* **Exercise description**
Go through the records and copy each line where the word "classify" occurs.

* **Collected data**
+ + + + + + +

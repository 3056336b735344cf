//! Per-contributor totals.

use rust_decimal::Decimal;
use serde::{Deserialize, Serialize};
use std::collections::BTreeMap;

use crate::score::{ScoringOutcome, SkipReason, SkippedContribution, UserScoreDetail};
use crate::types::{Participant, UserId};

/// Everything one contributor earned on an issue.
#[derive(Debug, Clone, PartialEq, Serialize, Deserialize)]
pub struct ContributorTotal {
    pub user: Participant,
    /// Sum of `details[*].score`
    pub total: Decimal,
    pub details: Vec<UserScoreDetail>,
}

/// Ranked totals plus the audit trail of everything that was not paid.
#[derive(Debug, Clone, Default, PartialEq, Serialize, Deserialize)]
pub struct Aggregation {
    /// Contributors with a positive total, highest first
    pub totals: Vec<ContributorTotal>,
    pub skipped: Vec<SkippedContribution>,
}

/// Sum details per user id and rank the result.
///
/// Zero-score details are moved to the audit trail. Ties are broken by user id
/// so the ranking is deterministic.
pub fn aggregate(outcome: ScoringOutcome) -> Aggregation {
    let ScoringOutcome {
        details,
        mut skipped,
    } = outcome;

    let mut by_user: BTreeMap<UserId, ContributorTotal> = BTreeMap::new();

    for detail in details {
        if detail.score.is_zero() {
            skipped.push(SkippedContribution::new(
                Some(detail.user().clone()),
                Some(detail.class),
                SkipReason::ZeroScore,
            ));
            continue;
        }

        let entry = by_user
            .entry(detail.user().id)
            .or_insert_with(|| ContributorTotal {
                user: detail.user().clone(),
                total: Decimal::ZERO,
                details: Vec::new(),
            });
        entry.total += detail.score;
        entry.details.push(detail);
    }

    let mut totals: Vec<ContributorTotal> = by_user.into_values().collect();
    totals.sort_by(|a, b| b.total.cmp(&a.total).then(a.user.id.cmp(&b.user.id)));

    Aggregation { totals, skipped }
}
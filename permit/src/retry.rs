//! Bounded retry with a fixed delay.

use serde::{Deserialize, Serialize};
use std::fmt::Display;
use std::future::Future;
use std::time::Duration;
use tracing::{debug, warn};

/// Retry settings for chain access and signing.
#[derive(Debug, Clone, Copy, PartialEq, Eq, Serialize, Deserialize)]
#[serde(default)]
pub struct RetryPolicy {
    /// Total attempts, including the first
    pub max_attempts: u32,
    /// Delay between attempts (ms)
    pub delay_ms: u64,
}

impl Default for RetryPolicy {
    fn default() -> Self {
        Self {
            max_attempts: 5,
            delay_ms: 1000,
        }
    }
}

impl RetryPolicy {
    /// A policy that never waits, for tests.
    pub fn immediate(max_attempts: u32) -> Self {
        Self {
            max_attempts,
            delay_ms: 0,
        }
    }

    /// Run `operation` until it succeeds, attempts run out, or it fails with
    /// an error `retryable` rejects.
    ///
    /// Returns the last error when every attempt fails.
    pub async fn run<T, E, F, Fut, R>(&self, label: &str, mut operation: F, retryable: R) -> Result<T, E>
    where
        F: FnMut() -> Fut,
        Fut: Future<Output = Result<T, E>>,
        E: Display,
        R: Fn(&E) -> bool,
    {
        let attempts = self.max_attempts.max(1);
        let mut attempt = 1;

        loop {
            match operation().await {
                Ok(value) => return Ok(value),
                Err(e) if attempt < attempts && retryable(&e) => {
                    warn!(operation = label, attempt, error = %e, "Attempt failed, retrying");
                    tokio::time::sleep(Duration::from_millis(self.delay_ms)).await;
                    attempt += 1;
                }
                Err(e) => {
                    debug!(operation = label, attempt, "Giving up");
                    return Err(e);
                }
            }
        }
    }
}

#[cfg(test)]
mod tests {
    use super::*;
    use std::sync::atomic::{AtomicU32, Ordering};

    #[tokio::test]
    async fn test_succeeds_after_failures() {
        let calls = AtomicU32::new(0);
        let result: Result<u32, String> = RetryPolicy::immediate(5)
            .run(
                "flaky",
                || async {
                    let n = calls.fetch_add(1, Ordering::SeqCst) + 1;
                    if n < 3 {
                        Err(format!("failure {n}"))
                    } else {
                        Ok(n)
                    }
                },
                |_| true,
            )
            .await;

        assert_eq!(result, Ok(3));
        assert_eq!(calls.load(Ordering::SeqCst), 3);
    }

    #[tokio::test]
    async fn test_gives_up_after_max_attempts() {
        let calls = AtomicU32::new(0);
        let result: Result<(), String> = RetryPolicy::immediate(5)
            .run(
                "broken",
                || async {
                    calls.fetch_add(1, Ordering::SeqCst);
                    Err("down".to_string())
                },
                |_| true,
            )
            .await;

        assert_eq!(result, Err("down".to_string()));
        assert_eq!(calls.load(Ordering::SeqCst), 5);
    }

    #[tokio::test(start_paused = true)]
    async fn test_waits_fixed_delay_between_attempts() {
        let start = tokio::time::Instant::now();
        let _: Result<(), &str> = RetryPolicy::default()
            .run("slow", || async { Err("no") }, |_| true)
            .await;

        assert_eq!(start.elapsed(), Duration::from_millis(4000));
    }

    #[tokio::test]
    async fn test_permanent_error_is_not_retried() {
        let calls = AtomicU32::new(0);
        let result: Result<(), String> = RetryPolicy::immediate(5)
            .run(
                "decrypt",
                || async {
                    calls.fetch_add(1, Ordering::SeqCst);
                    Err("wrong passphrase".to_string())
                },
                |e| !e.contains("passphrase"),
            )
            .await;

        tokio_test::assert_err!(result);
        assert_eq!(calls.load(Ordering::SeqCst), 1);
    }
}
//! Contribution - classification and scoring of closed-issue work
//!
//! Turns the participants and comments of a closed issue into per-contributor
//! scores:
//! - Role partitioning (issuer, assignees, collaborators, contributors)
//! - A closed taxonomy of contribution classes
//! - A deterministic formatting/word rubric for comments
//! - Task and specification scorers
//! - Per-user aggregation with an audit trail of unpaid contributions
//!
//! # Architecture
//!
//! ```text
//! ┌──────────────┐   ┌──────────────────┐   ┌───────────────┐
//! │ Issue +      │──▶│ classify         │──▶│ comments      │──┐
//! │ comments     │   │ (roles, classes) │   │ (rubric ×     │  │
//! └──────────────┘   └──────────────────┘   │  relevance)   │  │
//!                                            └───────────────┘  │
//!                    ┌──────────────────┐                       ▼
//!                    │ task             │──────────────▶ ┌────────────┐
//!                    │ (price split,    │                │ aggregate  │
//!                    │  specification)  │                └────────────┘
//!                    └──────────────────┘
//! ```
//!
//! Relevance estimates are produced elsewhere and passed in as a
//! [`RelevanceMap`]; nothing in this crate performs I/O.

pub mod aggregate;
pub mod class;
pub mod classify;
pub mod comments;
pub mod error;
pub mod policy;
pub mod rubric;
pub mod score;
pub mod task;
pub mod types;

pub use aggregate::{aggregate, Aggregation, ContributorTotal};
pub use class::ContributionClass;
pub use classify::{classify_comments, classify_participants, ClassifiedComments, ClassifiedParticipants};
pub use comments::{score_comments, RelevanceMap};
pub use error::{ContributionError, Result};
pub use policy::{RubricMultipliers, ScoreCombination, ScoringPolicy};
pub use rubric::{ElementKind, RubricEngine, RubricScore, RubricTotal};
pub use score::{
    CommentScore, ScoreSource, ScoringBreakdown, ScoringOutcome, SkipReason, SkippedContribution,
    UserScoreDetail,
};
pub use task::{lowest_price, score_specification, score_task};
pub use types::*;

+ + + + + + +

* **Answer to this task**
//! │ Issue +      │──▶│ classify         │──▶│ comments      │──┐
pub mod classify;
pub use classify::{classify_comments, classify_participants, ClassifiedComments, ClassifiedParticipants};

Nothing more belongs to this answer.